Extracted records
• • • • • • •
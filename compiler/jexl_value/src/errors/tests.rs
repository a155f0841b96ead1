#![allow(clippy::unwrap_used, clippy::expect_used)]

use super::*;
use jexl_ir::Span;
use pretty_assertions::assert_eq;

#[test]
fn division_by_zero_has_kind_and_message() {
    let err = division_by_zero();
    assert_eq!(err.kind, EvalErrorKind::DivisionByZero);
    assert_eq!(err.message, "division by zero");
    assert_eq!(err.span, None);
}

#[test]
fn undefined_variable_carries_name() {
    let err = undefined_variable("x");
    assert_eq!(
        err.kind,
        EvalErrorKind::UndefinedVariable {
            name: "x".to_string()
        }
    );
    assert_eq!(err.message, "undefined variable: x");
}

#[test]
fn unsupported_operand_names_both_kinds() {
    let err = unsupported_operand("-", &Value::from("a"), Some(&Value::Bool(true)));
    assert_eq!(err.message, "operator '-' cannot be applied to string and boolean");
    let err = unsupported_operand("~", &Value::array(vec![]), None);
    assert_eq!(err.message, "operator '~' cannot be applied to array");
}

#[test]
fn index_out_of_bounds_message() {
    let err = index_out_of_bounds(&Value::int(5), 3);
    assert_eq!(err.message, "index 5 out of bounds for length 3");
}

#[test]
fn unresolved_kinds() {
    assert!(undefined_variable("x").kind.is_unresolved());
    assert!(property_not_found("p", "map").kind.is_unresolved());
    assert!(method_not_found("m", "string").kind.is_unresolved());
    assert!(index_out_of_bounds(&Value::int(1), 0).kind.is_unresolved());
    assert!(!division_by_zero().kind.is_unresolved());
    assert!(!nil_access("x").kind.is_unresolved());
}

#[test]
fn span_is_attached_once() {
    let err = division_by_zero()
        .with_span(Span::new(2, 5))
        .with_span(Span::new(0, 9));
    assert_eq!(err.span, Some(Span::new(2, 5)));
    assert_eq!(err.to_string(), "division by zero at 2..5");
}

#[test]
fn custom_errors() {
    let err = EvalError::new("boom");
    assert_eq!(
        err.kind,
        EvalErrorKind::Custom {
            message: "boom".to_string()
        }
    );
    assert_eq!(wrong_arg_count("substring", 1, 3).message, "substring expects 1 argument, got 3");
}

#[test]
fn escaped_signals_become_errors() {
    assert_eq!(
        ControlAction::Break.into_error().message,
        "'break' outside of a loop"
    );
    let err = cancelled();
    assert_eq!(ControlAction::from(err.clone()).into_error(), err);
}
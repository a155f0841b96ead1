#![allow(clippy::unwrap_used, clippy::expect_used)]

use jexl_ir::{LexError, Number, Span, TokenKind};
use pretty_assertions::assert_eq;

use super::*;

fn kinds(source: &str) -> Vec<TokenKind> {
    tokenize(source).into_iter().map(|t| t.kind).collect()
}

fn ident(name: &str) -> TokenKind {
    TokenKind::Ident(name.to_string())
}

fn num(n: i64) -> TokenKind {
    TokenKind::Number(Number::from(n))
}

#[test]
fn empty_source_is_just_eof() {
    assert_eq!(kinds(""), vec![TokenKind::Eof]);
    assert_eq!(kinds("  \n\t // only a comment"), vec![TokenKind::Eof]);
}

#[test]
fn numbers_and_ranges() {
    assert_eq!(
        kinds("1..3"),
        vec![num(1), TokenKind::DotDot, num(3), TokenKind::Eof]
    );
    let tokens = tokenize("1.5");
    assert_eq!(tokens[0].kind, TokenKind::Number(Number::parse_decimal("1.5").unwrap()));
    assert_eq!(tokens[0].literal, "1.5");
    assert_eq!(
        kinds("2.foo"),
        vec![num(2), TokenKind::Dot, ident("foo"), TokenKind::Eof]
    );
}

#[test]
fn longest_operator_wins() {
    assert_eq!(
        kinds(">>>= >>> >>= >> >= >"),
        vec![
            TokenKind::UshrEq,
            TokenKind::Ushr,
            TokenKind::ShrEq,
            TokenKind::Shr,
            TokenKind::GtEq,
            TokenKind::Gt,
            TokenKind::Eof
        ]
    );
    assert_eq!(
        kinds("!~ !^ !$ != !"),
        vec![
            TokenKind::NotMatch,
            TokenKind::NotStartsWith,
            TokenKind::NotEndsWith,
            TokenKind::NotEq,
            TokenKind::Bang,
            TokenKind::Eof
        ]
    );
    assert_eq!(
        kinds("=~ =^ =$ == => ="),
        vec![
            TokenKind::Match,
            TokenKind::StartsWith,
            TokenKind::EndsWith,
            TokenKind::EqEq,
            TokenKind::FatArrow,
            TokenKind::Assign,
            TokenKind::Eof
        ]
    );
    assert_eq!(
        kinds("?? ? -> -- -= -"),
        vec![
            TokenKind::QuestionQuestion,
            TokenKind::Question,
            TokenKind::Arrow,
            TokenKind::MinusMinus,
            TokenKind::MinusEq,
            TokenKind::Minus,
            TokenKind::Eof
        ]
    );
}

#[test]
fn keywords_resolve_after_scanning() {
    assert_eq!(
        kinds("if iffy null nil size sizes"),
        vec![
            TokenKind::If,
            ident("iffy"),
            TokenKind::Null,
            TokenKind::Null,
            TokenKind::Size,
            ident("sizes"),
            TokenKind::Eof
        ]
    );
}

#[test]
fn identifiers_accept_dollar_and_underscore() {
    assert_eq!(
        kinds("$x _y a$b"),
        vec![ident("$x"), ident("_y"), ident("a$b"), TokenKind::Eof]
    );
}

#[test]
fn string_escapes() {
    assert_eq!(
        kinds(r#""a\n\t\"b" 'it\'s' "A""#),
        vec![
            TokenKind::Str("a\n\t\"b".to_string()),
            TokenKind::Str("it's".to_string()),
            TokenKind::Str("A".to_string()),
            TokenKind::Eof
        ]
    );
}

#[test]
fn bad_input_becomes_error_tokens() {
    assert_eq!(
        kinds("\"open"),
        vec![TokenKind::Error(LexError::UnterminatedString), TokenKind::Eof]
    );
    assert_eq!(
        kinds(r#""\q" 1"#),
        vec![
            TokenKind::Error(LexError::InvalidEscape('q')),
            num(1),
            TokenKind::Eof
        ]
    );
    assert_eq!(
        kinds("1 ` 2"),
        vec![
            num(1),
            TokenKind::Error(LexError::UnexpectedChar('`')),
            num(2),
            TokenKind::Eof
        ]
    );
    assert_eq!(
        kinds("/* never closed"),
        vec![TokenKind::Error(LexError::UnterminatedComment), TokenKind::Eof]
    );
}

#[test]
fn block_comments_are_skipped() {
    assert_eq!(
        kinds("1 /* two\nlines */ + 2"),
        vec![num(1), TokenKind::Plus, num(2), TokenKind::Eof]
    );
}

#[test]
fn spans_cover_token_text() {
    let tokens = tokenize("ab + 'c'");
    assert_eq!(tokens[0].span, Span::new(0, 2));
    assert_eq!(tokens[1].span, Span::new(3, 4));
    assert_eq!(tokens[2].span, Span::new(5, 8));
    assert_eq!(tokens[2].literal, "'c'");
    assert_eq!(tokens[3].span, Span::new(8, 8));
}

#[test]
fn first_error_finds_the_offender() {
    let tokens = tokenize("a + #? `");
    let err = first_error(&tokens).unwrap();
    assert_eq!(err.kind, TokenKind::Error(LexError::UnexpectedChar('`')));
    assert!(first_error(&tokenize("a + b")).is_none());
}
• • • • • • •
### To do
Look through the data above for the word "UnexpectedChar". Report each line where it occurs.

### Answer
            TokenKind::Error(LexError::UnexpectedChar('`')),
    assert_eq!(err.kind, TokenKind::Error(LexError::UnexpectedChar('`')));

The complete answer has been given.